Given data
——————

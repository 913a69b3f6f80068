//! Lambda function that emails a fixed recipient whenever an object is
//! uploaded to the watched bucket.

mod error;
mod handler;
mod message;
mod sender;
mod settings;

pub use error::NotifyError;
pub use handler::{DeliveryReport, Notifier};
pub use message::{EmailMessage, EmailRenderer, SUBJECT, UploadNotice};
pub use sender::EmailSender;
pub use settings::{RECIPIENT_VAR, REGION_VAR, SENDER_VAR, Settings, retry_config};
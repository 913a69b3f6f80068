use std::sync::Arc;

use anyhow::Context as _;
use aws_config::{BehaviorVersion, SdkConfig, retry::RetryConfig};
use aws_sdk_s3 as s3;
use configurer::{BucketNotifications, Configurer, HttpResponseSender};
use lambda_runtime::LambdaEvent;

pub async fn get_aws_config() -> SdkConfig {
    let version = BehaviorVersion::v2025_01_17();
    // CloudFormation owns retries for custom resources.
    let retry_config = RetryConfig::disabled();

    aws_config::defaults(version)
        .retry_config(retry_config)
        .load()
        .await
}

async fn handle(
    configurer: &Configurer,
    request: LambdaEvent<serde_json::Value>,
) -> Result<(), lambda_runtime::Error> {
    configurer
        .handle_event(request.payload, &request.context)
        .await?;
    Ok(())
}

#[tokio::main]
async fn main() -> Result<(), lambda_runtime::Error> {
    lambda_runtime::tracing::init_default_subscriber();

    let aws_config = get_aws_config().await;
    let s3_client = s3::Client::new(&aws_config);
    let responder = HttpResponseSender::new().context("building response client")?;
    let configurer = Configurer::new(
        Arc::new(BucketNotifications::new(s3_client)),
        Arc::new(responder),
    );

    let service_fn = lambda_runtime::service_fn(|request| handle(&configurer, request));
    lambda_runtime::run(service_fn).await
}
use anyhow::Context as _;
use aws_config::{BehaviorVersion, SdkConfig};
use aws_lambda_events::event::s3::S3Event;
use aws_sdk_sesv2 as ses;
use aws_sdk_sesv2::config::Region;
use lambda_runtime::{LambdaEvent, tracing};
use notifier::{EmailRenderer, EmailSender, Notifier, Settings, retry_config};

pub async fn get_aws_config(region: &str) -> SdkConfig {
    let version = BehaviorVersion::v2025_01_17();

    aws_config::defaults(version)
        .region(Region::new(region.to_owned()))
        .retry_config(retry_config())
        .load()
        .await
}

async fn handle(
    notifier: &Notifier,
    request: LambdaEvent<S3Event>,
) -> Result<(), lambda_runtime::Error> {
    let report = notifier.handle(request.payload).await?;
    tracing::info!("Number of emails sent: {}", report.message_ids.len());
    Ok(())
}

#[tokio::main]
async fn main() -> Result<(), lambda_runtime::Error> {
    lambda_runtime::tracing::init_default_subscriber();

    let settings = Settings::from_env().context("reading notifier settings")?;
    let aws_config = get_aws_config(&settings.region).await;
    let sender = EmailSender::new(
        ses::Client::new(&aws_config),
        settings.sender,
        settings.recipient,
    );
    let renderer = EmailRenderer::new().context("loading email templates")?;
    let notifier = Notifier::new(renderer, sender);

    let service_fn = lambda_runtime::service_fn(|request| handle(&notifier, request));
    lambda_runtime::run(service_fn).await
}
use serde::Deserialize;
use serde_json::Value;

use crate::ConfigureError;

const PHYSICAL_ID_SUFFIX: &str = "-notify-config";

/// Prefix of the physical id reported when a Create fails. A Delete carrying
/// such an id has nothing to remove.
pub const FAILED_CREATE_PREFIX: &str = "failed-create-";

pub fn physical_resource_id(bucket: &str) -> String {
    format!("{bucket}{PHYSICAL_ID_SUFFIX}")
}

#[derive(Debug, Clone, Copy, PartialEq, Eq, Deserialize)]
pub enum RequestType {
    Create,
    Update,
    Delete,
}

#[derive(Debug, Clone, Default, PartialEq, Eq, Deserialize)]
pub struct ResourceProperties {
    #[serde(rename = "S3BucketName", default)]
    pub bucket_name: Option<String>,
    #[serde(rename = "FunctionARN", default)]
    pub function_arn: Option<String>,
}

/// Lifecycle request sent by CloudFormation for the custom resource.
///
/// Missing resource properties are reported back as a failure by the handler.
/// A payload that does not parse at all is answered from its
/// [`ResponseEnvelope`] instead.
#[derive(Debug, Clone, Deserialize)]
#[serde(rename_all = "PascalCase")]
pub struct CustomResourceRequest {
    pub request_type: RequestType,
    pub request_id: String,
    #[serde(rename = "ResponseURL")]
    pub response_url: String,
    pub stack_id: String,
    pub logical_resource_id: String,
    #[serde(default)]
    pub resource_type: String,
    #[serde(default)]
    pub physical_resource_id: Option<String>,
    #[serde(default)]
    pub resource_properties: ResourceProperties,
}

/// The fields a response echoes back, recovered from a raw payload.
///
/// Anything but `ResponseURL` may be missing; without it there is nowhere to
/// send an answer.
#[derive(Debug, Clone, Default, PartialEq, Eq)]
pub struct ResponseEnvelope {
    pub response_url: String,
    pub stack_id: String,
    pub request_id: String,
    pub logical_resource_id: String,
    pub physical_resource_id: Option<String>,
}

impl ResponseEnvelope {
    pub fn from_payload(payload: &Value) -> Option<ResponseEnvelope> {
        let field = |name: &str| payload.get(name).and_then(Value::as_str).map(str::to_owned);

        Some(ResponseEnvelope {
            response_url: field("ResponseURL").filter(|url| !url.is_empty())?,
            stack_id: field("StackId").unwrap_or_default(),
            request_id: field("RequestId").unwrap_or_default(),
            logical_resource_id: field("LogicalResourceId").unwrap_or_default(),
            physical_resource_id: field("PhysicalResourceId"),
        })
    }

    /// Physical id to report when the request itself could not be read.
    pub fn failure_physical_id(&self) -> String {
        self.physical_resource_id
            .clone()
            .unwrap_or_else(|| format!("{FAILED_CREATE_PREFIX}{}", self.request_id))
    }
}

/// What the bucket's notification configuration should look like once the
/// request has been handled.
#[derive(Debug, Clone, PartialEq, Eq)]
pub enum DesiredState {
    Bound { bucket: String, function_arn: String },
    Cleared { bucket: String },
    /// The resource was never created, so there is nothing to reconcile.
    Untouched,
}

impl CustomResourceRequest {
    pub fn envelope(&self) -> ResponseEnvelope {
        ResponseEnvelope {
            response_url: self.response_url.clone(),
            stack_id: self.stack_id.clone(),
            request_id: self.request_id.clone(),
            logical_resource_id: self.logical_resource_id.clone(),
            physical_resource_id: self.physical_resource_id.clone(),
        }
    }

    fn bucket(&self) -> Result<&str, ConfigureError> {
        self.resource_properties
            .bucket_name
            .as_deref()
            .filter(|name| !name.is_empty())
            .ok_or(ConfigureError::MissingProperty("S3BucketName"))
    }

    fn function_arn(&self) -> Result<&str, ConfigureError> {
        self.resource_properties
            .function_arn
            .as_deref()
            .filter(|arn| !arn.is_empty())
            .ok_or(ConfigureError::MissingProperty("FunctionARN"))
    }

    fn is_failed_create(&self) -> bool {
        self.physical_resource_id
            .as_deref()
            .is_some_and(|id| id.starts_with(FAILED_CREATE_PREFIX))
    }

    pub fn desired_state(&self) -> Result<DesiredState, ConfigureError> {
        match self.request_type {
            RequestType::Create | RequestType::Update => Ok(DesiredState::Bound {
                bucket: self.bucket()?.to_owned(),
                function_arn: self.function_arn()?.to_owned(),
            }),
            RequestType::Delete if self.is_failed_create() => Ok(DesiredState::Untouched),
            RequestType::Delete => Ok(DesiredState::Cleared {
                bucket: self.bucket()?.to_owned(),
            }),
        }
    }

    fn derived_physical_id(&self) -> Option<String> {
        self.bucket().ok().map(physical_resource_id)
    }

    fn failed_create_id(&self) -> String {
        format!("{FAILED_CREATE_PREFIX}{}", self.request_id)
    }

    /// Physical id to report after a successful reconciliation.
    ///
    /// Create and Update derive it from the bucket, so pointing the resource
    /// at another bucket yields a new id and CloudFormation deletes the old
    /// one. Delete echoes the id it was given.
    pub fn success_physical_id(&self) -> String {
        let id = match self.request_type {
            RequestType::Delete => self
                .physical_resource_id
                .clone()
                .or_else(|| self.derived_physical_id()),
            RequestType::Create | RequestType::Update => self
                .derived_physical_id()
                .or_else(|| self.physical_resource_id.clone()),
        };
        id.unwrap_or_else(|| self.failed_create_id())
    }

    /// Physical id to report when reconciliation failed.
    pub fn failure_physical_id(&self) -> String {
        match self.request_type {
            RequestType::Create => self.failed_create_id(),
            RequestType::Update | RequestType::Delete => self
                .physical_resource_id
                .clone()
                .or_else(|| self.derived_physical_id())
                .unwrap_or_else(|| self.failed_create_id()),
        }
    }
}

——————

Your instructions
Count every line above that holds the word "enum", and state the number and nothing more.

Solution
2